I think SLP remains significantly undervalued, particularly if they deliver on all ours and house broker Liberum's expectations for a dividend - however THS I believe is even more undervalued. But once I have more time will add more flesh to the bones tomorrow.
Hey Visitor, look forward to reading your ideas. I also have been piling in since February and I think we are on the same page, I've set out a lot of my thoughts previously on this board and also a couple of posts on the SLP board comparing the 2.
I'm excited about Vision 2020 (or maybe we should call it Vision 2021) because if they deliver everything they are planning it will give annual EBITDA of $200m at current prices. This year I think they can deliver $100m even with all the Covid issues. Tharisa have a dividend policy with an actual calculation and I think could pay out an 8% yield this year and a 15% yield next year. Tharisa is perfectly placed for a recovery in chrome, don't know if you saw Glencore's H1 ferrochrome results - down 42% - truly dire state, with the below comments:
The Ferroalloys business has for some time experienced a structurally worsening competitive environment across the South
African ferrochrome industry, including via substantial electricity price increases. In January 2020, a consultation process was initiated on the future of the Rustenburg smelter, and in June 2020, a further process commenced across the entire business, to seek a more competitive operating cost structure. This is an ongoing process with all alternatives being considered.
Hi Ragnar - I came to the same broad conclusions. If THS deliver on completion of "Vision 2020" (2021!), I roughly calculate EBITDA of $195m.

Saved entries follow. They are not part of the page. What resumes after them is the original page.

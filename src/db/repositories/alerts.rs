use crate::{
    db::models::alert_models::{Alert, AlertQuery},
    db::store::AlertStore,
    error::Error,
};
use anyhow::Result;
use async_trait::async_trait;
use chrono::{DateTime, Utc};
use sqlx::PgPool;
use std::sync::Arc;
use uuid::Uuid;

const ALERT_COLUMNS: &str = "id, alert_type, severity, site_id, guard_id, message, \
     acknowledged, acknowledged_by, acknowledged_at, created_at";

const DEFAULT_LIST_LIMIT: i64 = 100;

/// Alerts repository
#[derive(Clone)]
pub struct AlertsRepository {
    pool: Arc<PgPool>,
}

impl AlertsRepository {
    pub fn new(pool: Arc<PgPool>) -> Self {
        Self { pool }
    }
}

#[async_trait]
impl AlertStore for AlertsRepository {
    async fn create(&self, alert: &Alert) -> Result<Alert> {
        let result = sqlx::query_as::<_, Alert>(&format!(
            r#"
            INSERT INTO alerts (id, alert_type, severity, site_id, guard_id, message,
                                acknowledged, acknowledged_by, acknowledged_at, created_at)
            VALUES ($1, $2, $3, $4, $5, $6, $7, $8, $9, $10)
            RETURNING {}
            "#,
            ALERT_COLUMNS
        ))
        .bind(alert.id)
        .bind(alert.alert_type)
        .bind(alert.severity)
        .bind(alert.site_id)
        .bind(alert.guard_id)
        .bind(&alert.message)
        .bind(alert.acknowledged)
        .bind(alert.acknowledged_by)
        .bind(alert.acknowledged_at)
        .bind(alert.created_at)
        .fetch_one(&*self.pool)
        .await
        .map_err(|e| Error::Database(format!("Failed to create alert: {}", e)))?;

        Ok(result)
    }

    async fn get_by_id(&self, id: &Uuid) -> Result<Option<Alert>> {
        let alert = sqlx::query_as::<_, Alert>(&format!(
            "SELECT {} FROM alerts WHERE id = $1",
            ALERT_COLUMNS
        ))
        .bind(id)
        .fetch_optional(&*self.pool)
        .await
        .map_err(|e| Error::Database(format!("Failed to get alert by ID: {}", e)))?;

        Ok(alert)
    }

    /// Mark an alert acknowledged. An already acknowledged alert keeps its
    /// original acknowledger and timestamp.
    async fn acknowledge(
        &self,
        id: &Uuid,
        user_id: &Uuid,
        at: DateTime<Utc>,
    ) -> Result<Option<Alert>> {
        let alert = sqlx::query_as::<_, Alert>(&format!(
            r#"
            UPDATE alerts
            SET acknowledged = TRUE,
                acknowledged_by = COALESCE(acknowledged_by, $2),
                acknowledged_at = COALESCE(acknowledged_at, $3)
            WHERE id = $1
            RETURNING {}
            "#,
            ALERT_COLUMNS
        ))
        .bind(id)
        .bind(user_id)
        .bind(at)
        .fetch_optional(&*self.pool)
        .await
        .map_err(|e| Error::Database(format!("Failed to acknowledge alert: {}", e)))?;

        Ok(alert)
    }

    /// Newest first. `sites` restricts the result to those sites when set.
    async fn list(&self, query: &AlertQuery, sites: Option<&[Uuid]>) -> Result<Vec<Alert>> {
        let alerts = sqlx::query_as::<_, Alert>(&format!(
            r#"
            SELECT {}
            FROM alerts
            WHERE ($1::uuid IS NULL OR site_id = $1)
              AND ($2 = FALSE OR acknowledged = FALSE)
              AND ($3::uuid[] IS NULL OR site_id = ANY($3))
            ORDER BY created_at DESC
            LIMIT $4
            "#,
            ALERT_COLUMNS
        ))
        .bind(query.site_id)
        .bind(query.unacknowledged)
        .bind(sites.map(|ids| ids.to_vec()))
        .bind(query.limit.unwrap_or(DEFAULT_LIST_LIMIT).clamp(1, 1000))
        .fetch_all(&*self.pool)
        .await
        .map_err(|e| Error::Database(format!("Failed to list alerts: {}", e)))?;

        Ok(alerts)
    }
}
use anyhow::Result;
use sqlx::{Executor, PgPool};
use tracing::info;

/// Embedded migrations, applied in order
const MIGRATIONS: &[(&str, &str)] = &[
    ("001_enums.sql", include_str!("sql/001_enums.sql")),
    ("002_core_tables.sql", include_str!("sql/002_core_tables.sql")),
    ("003_event_tables.sql", include_str!("sql/003_event_tables.sql")),
    ("004_indexes.sql", include_str!("sql/004_indexes.sql")),
];

/// Apply every migration not yet recorded in `schema_migrations`
pub async fn run_migrations(pool: &PgPool) -> Result<usize> {
    pool.execute(
        r#"
        CREATE TABLE IF NOT EXISTS schema_migrations (
            name TEXT PRIMARY KEY,
            applied_at TIMESTAMPTZ NOT NULL DEFAULT NOW()
        )
        "#,
    )
    .await?;

    let applied: Vec<String> = sqlx::query_scalar("SELECT name FROM schema_migrations")
        .fetch_all(pool)
        .await?;

    let mut count = 0;
    for (name, sql) in MIGRATIONS {
        if applied.iter().any(|done| done == name) {
            continue;
        }

        pool.execute(*sql).await?;
        sqlx::query("INSERT INTO schema_migrations (name) VALUES ($1)")
            .bind(*name)
            .execute(pool)
            .await?;

        info!("Applied migration: {}", name);
        count += 1;
    }

    Ok(count)
}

Have to admit didn't work out this FYE Sept 2020 - I looked forward past COVID19 on basis THS can deliver next FY on their guidance of PGMs 155 - 165k PGM oz and Chrome 1.45 - 1.55Mt at the very least, which provides EBITDA of circa $145m.
On dividend, I wouldn't mind too much if they reduced or skipped dividend again for 2021 until they get Vulcan Fine Chrome Project ($52.8m capex) out the way. I do note on their dividend policy: "dividend policy of distributing at least 15% of net profit after tax (‘NPAT’) and capital allocation to low-risk projects". So on the latter it could mean a reduced dividend, although I know they're also looking for financing for Vulcan.